|1900 The advent of the automobile is welcomed as a relief from pollution. New York City, with its 120,000 horses, scrapes up 2.4 million pounds [1.1 x 106 kg] of manure every day. |
1901 Henry Ford forms the Henry Ford Company but will later quit in a dispute. The company will become known as Cadillac with the first Cadillac automobile manufactured in 1902. In 1903, Henry Ford will form the Ford Motor Co. in Michigan. (During this time, steering wheels replaced tillers.) In 1908, the first Model T will roll off the Ford assembly line.
1903 At Kitty Hawk, N.C., the Wright brothers achieve the first powered, manned, heavier-than-air, controlled flight.
1904 Henry Royce builds his first motor car and, with Charles Rolls, begins producing the Rolls-Royce automobile.
1904 ASTM Committee N on Standard Tests for Lubricants is formed when the Societys Executive Committee discusses the need for standards in the petroleum industry during their meeting at the Engineers Club in Philadelphia, Pa., on Oct. 22. Committee N will go on to hold its first meeting in May 1905 in Pittsburgh, Pa.
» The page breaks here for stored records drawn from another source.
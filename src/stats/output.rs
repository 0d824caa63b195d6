use crate::error::Result;
use crate::model::{BranchOutcome, CsvRow, RepositoryReport};
use console::style;
use std::fs::File;
use std::io::{BufWriter, Write};
use std::path::{Path, PathBuf};

/// Output files are named after the last component of the working directory.
pub fn output_stem(workdir: &Path) -> String {
    workdir
        .file_name()
        .map(|n| n.to_string_lossy().into_owned())
        .unwrap_or_else(|| "repository".to_string())
}

/// Writes `<dir>/<stem>.json` and `<dir>/<stem>.csv`, returning the JSON path.
pub fn write_files(report: &RepositoryReport, rows: &[CsvRow], dir: &Path, stem: &str) -> Result<PathBuf> {
    std::fs::create_dir_all(dir)?;

    let json_path = dir.join(format!("{stem}.json"));
    let mut out = BufWriter::new(File::create(&json_path)?);
    serde_json::to_writer_pretty(&mut out, report)?;
    writeln!(out)?;
    out.flush()?;

    let csv_path = dir.join(format!("{stem}.csv"));
    write_csv(File::create(csv_path)?, rows)?;

    Ok(json_path)
}

pub fn write_csv<W: Write>(out: W, rows: &[CsvRow]) -> Result<()> {
    let mut wtr = csv::WriterBuilder::new().has_headers(true).from_writer(out);
    for row in rows {
        wtr.serialize(row)?;
    }
    wtr.flush()?;
    Ok(())
}

pub fn output_table(report: &RepositoryReport, rows: &[CsvRow]) {
    println!(
        "{} {}",
        style(&report.repository).bold(),
        style(&report.url).dim()
    );
    println!(
        "{:<30} {:>7} {:>8} {:>8} {:>5} {:>5} {:>5} {:>6} {:>5} {:>5}",
        style("Release").bold(),
        style("Commits").bold(),
        style("Added").bold(),
        style("Deleted").bold(),
        style("Files").bold(),
        style("bsc").bold(),
        style("gh").bold(),
        style("trello").bold(),
        style("Team").bold(),
        style("Ext").bold(),
    );
    println!("{}", "─".repeat(98));
    for r in rows {
        println!(
            "{:<30} {:>7} {:>8} {:>8} {:>5} {:>5} {:>5} {:>6} {:>5} {:>5}",
            r.release,
            r.commits,
            style(r.insertions).green(),
            style(r.deletions).red(),
            r.files,
            r.bsc,
            r.gh,
            r.trello,
            r.team_committers,
            r.external_committers,
        );
    }
    for (name, outcome) in &report.branches {
        if let BranchOutcome::Error { error } = outcome {
            println!("{:<30} {}", name, style(error).red());
        }
    }
    println!();
}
Its membership will consist of 10 people.
1906 Gasoline stations open for business across the United States, but dispensing is still done mostly by buckets and funnels. Metered or graduated systems will not be used until after 1911.
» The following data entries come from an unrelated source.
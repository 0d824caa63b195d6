//! Team roster and committer classification.
//!
//! A roster is written one person per line. A line lists every address the
//! person commits with; the first one is canonical. An optional display name
//! may precede the addresses:
//!
//! ```text
//! # docs team
//! Tux Penguin <tux@example.org>, tux@old.example.org
//! wilber@example.net
//! ```

use regex::Regex;
use std::collections::HashMap;
use std::sync::LazyLock;

static MAIL_RE: LazyLock<Regex> =
    LazyLock::new(|| Regex::new(r#"[^\s<>,;"]+@[^\s<>,;"]+"#).expect("valid regex literal"));

#[derive(Debug, Clone, PartialEq, Eq)]
pub enum Committer {
    /// Roster member, identified by the canonical address.
    Team(String),
    /// Anyone else, identified by the lowercased commit address.
    External(String),
}

#[derive(Debug, Clone, Default, PartialEq, Eq)]
pub struct TeamRoster {
    mails: HashMap<String, String>,
    names: HashMap<String, String>,
}

impl TeamRoster {
    pub fn parse(text: Option<&str>) -> Self {
        let mut roster = Self::default();
        let Some(text) = text else {
            return roster;
        };

        for line in text.lines().map(str::trim) {
            if line.is_empty() || line.starts_with('#') || line.starts_with(';') {
                continue;
            }

            let mut found = MAIL_RE.find_iter(line).peekable();
            let Some(first) = found.peek() else {
                continue;
            };

            let name = line[..first.start()]
                .trim_matches(|c: char| c.is_whitespace() || matches!(c, '<' | ',' | '"'))
                .to_lowercase();

            let mut canonical: Option<String> = None;
            for m in found {
                let mail = m.as_str().to_lowercase();
                let primary = canonical.get_or_insert_with(|| mail.clone()).clone();
                roster.mails.insert(mail, primary);
            }

            if let Some(primary) = canonical.filter(|_| !name.is_empty()) {
                roster.names.insert(name, primary);
            }
        }
        roster
    }

    pub fn len(&self) -> usize {
        self.mails.len()
    }

    pub fn is_empty(&self) -> bool {
        self.mails.is_empty()
    }

    pub fn canonical(&self, email: &str) -> Option<&str> {
        self.mails.get(&email.to_lowercase()).map(String::as_str)
    }

    /// Decides whether a commit identity belongs to the team. The address is
    /// looked up first; a display name listed in the roster matches as well.
    pub fn classify(&self, name: &str, email: &str) -> Committer {
        let email = email.to_lowercase();
        if let Some(primary) = self.mails.get(&email) {
            return Committer::Team(primary.clone());
        }
        let name = name.trim().to_lowercase();
        match self.names.get(&name) {
            Some(primary) if !name.is_empty() => Committer::Team(primary.clone()),
            _ => Committer::External(email),
        }
    }
}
1908 The General Motors Company is formed from Oldsmobile (1896), Cadillac (1902) and Buick (1903).
1910 Alfa Romeo is formed.
1911 Gilbert & Barker introduce curb pumps with measuring devices; the Beman Auto Oil Can Co. of Meadville, Pa., is already selling their New Improved Automatic Tank.
1911 The U.S. Supreme Court orders the dissolution of Standard Oil Trust, resulting in the creation 34 new refining companies.
1911 U.S. kerosine output is eclipsed for the first time by a formerly discarded byproduct: gasoline.
1913 William Meriam Burton receives a patent for his cracking process, which converts oil to gasoline.
1913 The first drive-up gasoline station opens in Pittsburgh, Pa.
1915 Ford Motor Company develops a farm tractor.
1917 Pacific Aero Products Company changes its name to Boeing Airplane Company.
1917 ASTM Standard D 47, Methods for Specific Gravity of Lubricants, is issued, containing a variety of testing methods, including some that are not specific-gravity methods. In 1921, ASTM D 88, Test Method for Saybolt Viscosity, will be published, based on a viscosity method originally incorporated in D 47. Other methods will be spun off from D 47, including: ASTM D 97, Method for Pour Point of Petroleum Products (1921); D 189, Method for Conradson Carbon Residue of Petroleum Products (1924); and D 287, Method for API Gravity of Crude Petroleum and Petroleum Products (Hydrometer Method) (1928). D 47 will be discontinued in 1928.
1918 Committee N issues its first standard, D 56, Method for Flash Point by Tag Closed Tester.
1919 The American Petroleum Institute is established.